## What the task requires
The records sit below. Return every line in them that holds the word "blockNumber".

++++ Study material

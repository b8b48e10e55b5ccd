//! Output tables
//!
//! Every artifact is a flat CSV file in the output folder, except the
//! address clusters which are a JSON object keyed by cluster fingerprint.

use serde::Serialize;
use std::collections::BTreeMap;
use std::path::{Path, PathBuf};
use tracing::{debug, info};

use crate::cluster::{ClusterCatalog, ClusterId};
use crate::error::{Error, Result};
use crate::labeling::WashSummaryRow;
use crate::ledger::{SelfTradeSummaryRow, Trade, TradeRecord, TraderDirectory};

pub const CLUSTERS_FILE: &str = "scc.csv";
pub const CLUSTER_MAPPING_FILE: &str = "scc-mapping.csv";
pub const TRADER_IDS_FILE: &str = "trader_ids.csv";
pub const SELF_TRADES_FILE: &str = "self_trades.csv";
pub const SELF_TRADES_SUMMARY_FILE: &str = "self_trades_summary.csv";
pub const LABELED_TRADES_FILE: &str = "trades_labeled.csv";
pub const WASH_SUMMARY_FILE: &str = "wash_trades_summary.csv";
pub const ADDRESS_CLUSTERS_FILE: &str = "address_clusters.json";

/// Writes pipeline artifacts into one folder
#[derive(Debug, Clone)]
pub struct OutputWriter {
    dir: PathBuf,
}

impl OutputWriter {
    /// Create the output folder if needed
    pub fn create<P: AsRef<Path>>(dir: P) -> Result<Self> {
        let dir = dir.as_ref().to_path_buf();
        std::fs::create_dir_all(&dir)
            .map_err(|e| Error::Io(format!("{}: {}", dir.display(), e)))?;
        Ok(Self { dir })
    }

    pub fn dir(&self) -> &Path {
        &self.dir
    }

    pub fn path(&self, file: &str) -> PathBuf {
        self.dir.join(file)
    }

    fn write_rows<T, I>(&self, file: &str, rows: I) -> Result<usize>
    where
        T: Serialize,
        I: IntoIterator<Item = T>,
    {
        let path = self.path(file);
        let mut writer = csv::Writer::from_path(&path)?;
        let mut count = 0;
        for row in rows {
            writer.serialize(row)?;
            count += 1;
        }
        writer.flush()?;
        debug!("Wrote {} rows to {}", count, path.display());
        Ok(count)
    }

    /// Header plus raw field rows, for tables that mirror the input columns
    fn write_table<I>(&self, file: &str, header: &[String], rows: I) -> Result<usize>
    where
        I: IntoIterator<Item = Vec<String>>,
    {
        let path = self.path(file);
        let mut writer = csv::Writer::from_path(&path)?;
        writer.write_record(header)?;
        let mut count = 0;
        for row in rows {
            writer.write_record(&row)?;
            count += 1;
        }
        writer.flush()?;
        debug!("Wrote {} rows to {}", count, path.display());
        Ok(count)
    }

    /// Self trades with every input column
    pub fn write_self_trades(&self, columns: &[String], self_trades: &[TradeRecord]) -> Result<usize> {
        self.write_table(
            SELF_TRADES_FILE,
            columns,
            self_trades.iter().map(|record| record.input_fields(columns)),
        )
    }

    pub fn write_self_trade_summary(&self, rows: &[SelfTradeSummaryRow]) -> Result<usize> {
        self.write_rows(SELF_TRADES_SUMMARY_FILE, rows)
    }

    pub fn write_trader_ids(&self, directory: &TraderDirectory) -> Result<usize> {
        self.write_rows(TRADER_IDS_FILE, directory.rows())
    }

    /// Cluster table and membership table
    pub fn write_clusters(&self, catalog: &ClusterCatalog) -> Result<()> {
        let clusters = self.write_rows(CLUSTERS_FILE, catalog.summaries())?;
        let memberships = self.write_rows(CLUSTER_MAPPING_FILE, catalog.memberships())?;
        info!(
            "Saved {} clusters ({} memberships) to {}",
            clusters,
            memberships,
            self.dir.display()
        );
        Ok(())
    }

    /// Input columns plus trader ids and the wash label
    pub fn write_labeled_trades(&self, columns: &[String], trades: &[Trade]) -> Result<usize> {
        let header: Vec<String> = columns
            .iter()
            .cloned()
            .chain(Trade::LABEL_COLUMNS.iter().map(|c| c.to_string()))
            .collect();
        let count = self.write_table(
            LABELED_TRADES_FILE,
            &header,
            trades.iter().map(|trade| trade.labeled_fields(columns)),
        )?;
        info!("Saved {} labeled trades", count);
        Ok(count)
    }

    pub fn write_summary(&self, rows: &[WashSummaryRow]) -> Result<usize> {
        self.write_rows(WASH_SUMMARY_FILE, rows)
    }

    /// Member addresses of every relevant cluster
    pub fn write_address_clusters(
        &self,
        catalog: &ClusterCatalog,
        directory: &TraderDirectory,
        relevant: &[ClusterId],
    ) -> Result<BTreeMap<String, Vec<String>>> {
        let clusters = address_clusters(catalog, directory, relevant)?;

        let path = self.path(ADDRESS_CLUSTERS_FILE);
        let data = serde_json::to_string(&clusters)?;
        std::fs::write(&path, data)
            .map_err(|e| Error::Io(format!("{}: {}", path.display(), e)))?;

        info!("Saved {} address clusters to {}", clusters.len(), path.display());
        Ok(clusters)
    }
}

/// Resolve relevant clusters to member addresses
pub fn address_clusters(
    catalog: &ClusterCatalog,
    directory: &TraderDirectory,
    relevant: &[ClusterId],
) -> Result<BTreeMap<String, Vec<String>>> {
    relevant
        .iter()
        .map(|id| {
            let addresses = catalog
                .members(id)?
                .iter()
                .filter_map(|&trader| directory.address_of(trader))
                .map(str::to_string)
                .collect();
            Ok((id.to_string(), addresses))
        })
        .collect()
}
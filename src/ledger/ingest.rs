//! Canonical trade table loading
//!
//! The input is the preprocessed ledger: one row per ether/token trade with
//! dollar amounts already merged in. Every required column is checked before
//! the first row is parsed so a bad file fails before any detection work.

use std::collections::HashSet;
use std::io::Read;
use std::path::Path;
use tracing::{debug, info};

use super::trade::TradeRecord;
use crate::error::{Error, Result};

/// Parsed ledger: input column names plus one record per row
#[derive(Debug, Clone, Default, PartialEq)]
pub struct TradeTable {
    /// Header of the input file, canonical and extra columns alike
    pub columns: Vec<String>,
    pub records: Vec<TradeRecord>,
}

/// Load the trade table from a CSV file
pub fn load_trades<P: AsRef<Path>>(path: P) -> Result<TradeTable> {
    let path = path.as_ref();
    let file = std::fs::File::open(path)
        .map_err(|e| Error::Io(format!("{}: {}", path.display(), e)))?;

    let table = read_trades(file)?;
    info!(
        "Read {} as trade table with {} rows and {} columns",
        path.display(),
        table.records.len(),
        table.columns.len()
    );
    Ok(table)
}

/// Parse a trade table from any CSV source
pub fn read_trades<R: Read>(source: R) -> Result<TradeTable> {
    let mut reader = csv::ReaderBuilder::new()
        .trim(csv::Trim::All)
        .from_reader(source);

    let headers = reader.headers()?.clone();
    debug!("Columns are: {}", headers.iter().collect::<Vec<_>>().join(", "));

    let missing: Vec<String> = TradeRecord::REQUIRED_COLUMNS
        .iter()
        .filter(|column| !headers.iter().any(|h| h == **column))
        .map(|column| column.to_string())
        .collect();
    if !missing.is_empty() {
        return Err(Error::MissingColumns(missing));
    }

    let mut seen = HashSet::new();
    let mut records = Vec::new();

    for (index, row) in reader.records().enumerate() {
        // Header is line 1
        let fallback_line = index as u64 + 2;
        let row = row.map_err(|e| Error::MalformedRow {
            line: e.position().map(|p| p.line()).unwrap_or(fallback_line),
            reason: e.to_string(),
        })?;
        let line = row.position().map(|p| p.line()).unwrap_or(fallback_line);

        let mut record: TradeRecord = row
            .deserialize(Some(&headers))
            .map_err(|e| Error::MalformedRow {
                line,
                reason: e.to_string(),
            })?;

        validate_record(&record).map_err(|reason| Error::MalformedRow { line, reason })?;

        if !seen.insert(record.tx_hash.clone()) {
            return Err(Error::MalformedRow {
                line,
                reason: format!("duplicate transaction id {}", record.tx_hash),
            });
        }

        record.raw = row.iter().map(str::to_string).collect();
        records.push(record);
    }

    Ok(TradeTable {
        columns: headers.iter().map(str::to_string).collect(),
        records,
    })
}

fn validate_record(record: &TradeRecord) -> std::result::Result<(), String> {
    if record.tx_hash.is_empty() {
        return Err("empty transaction id".to_string());
    }
    if record.token.is_empty() {
        return Err("empty token".to_string());
    }
    if record.eth_buyer.is_empty() || record.eth_seller.is_empty() {
        return Err("empty trader address".to_string());
    }

    for (name, value) in [
        ("trade_amount_eth", record.amount_eth),
        ("trade_amount_token", record.amount_token),
        ("trade_amount_dollar", record.amount_dollar),
    ] {
        if !value.is_finite() || value < 0.0 {
            return Err(format!("{} must be a finite non-negative number, got {}", name, value));
        }
    }

    Ok(())
}

#[cfg(test)]
mod tests {
    use super::*;

    const HEADER: &str = "date,cut,blockNumber,timestamp,transactionHash,eth_buyer,eth_seller,ether,token,trade_amount_eth,trade_amount_dollar,trade_amount_token,token_price_in_eth";

    #[test]
    fn test_reads_canonical_rows_and_keeps_extra_columns() {
        let csv = format!(
            "{}\n2018-01-01,1514764800,100,1514764900,0xt1,0xa,0xb,0x0,0xtok,1.5,1200.0,300.0,0.005\n",
            HEADER
        );
        let table = read_trades(csv.as_bytes()).unwrap();

        assert_eq!(table.columns.len(), 13);
        assert_eq!(table.columns[2], "blockNumber");
        assert_eq!(table.records.len(), 1);
        let r = &table.records[0];
        assert_eq!(r.tx_hash, "0xt1");
        assert_eq!(r.day_start, 1_514_764_800);
        assert_eq!(r.timestamp, 1_514_764_900);
        assert_eq!(r.amount_token, 300.0);
        assert_eq!(r.amount_dollar, 1200.0);
        assert_eq!(r.raw[0], "2018-01-01");
        assert_eq!(r.raw[2], "100");
        assert_eq!(r.input_fields(&table.columns), r.raw);
    }

    #[test]
    fn test_missing_columns_fail_before_rows() {
        let csv = "transactionHash,token,timestamp\n0xt1,0xtok,1\n";
        let err = read_trades(csv.as_bytes()).unwrap_err();

        match err {
            Error::MissingColumns(columns) => {
                assert!(columns.contains(&"cut".to_string()));
                assert!(columns.contains(&"eth_buyer".to_string()));
                assert!(!columns.contains(&"token".to_string()));
            }
            other => panic!("unexpected error: {:?}", other),
        }
    }

    #[test]
    fn test_malformed_amount_is_rejected() {
        let csv = format!(
            "{}\n2018-01-01,1514764800,100,1514764900,0xt1,0xa,0xb,0x0,0xtok,abc,1200.0,300.0,0.005\n",
            HEADER
        );
        let err = read_trades(csv.as_bytes()).unwrap_err();
        assert!(matches!(err, Error::MalformedRow { line: 2, .. }));
    }

    #[test]
    fn test_duplicate_transaction_is_rejected() {
        let row = "2018-01-01,1514764800,100,1514764900,0xt1,0xa,0xb,0x0,0xtok,1.0,1.0,1.0,1.0";
        let csv = format!("{}\n{}\n{}\n", HEADER, row, row);
        let err = read_trades(csv.as_bytes()).unwrap_err();
        assert!(matches!(err, Error::MalformedRow { line: 3, .. }));
    }

    #[test]
    fn test_load_missing_file() {
        let err = load_trades("/nonexistent/trades.csv").unwrap_err();
        assert!(matches!(err, Error::Io(_)));
    }
}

++++++++

## Response
    const HEADER: &str = "date,cut,blockNumber,timestamp,transactionHash,eth_buyer,eth_seller,ether,token,trade_amount_eth,trade_amount_dollar,trade_amount_token,token_price_in_eth";
        assert_eq!(table.columns[2], "blockNumber");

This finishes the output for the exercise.